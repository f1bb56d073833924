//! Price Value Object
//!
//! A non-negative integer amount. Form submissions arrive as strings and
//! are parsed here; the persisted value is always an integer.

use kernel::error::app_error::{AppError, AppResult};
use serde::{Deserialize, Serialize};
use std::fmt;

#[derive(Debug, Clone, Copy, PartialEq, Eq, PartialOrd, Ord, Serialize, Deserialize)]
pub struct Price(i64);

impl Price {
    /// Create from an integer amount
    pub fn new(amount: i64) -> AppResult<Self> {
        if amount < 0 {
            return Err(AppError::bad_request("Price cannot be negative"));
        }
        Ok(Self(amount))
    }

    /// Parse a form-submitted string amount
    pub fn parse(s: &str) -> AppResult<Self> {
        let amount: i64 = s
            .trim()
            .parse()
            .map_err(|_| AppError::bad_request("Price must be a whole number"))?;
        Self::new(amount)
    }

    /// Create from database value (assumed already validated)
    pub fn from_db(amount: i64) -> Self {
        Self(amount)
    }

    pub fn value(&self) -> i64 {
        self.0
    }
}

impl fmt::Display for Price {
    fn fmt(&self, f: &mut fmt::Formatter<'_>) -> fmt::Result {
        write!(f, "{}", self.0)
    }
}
§ §
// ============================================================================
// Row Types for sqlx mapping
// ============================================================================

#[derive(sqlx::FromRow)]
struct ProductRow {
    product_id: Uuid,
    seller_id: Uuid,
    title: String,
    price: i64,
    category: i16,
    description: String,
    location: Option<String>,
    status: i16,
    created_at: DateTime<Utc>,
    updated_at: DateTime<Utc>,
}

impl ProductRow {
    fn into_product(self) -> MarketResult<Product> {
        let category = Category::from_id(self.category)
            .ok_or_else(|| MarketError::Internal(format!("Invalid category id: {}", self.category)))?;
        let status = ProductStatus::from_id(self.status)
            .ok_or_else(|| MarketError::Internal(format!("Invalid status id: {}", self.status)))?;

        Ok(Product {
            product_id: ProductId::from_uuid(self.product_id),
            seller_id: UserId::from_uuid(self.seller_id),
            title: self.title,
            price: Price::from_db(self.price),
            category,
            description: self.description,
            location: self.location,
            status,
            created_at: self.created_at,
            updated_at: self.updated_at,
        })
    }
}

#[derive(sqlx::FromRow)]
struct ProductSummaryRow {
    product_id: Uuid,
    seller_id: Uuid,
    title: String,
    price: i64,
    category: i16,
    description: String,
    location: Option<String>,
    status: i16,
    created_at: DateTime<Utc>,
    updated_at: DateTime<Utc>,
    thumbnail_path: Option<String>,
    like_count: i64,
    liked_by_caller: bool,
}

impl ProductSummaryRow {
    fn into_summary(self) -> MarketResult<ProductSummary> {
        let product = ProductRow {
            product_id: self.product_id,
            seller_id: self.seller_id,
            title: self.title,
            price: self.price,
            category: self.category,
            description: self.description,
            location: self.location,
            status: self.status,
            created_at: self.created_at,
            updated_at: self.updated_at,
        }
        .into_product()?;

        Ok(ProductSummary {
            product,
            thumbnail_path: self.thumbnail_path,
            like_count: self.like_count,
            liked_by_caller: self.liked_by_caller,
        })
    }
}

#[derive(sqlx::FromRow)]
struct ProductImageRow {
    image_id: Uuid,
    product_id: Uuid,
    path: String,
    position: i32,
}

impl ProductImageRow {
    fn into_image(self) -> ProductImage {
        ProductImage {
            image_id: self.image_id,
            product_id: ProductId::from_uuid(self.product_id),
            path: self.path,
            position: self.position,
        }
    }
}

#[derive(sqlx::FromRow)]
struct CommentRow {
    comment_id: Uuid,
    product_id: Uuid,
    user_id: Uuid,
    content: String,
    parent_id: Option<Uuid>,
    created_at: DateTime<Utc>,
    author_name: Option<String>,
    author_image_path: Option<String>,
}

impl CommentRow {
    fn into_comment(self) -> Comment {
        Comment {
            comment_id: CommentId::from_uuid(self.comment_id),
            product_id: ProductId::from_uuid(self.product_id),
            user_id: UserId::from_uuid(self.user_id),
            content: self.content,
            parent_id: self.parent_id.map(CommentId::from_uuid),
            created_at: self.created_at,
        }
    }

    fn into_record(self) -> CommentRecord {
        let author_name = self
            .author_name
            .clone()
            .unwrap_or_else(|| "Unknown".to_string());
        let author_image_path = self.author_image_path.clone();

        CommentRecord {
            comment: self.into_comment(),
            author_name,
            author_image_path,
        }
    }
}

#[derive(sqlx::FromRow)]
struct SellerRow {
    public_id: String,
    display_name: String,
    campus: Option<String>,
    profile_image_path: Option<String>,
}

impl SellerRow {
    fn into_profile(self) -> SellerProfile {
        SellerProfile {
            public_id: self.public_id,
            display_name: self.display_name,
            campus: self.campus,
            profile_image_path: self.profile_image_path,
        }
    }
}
§ §
* [Task statement] Check the lines above and copy each one that includes "ProductRow".

* [Exercise solution]
struct ProductRow {
impl ProductRow {
        let product = ProductRow {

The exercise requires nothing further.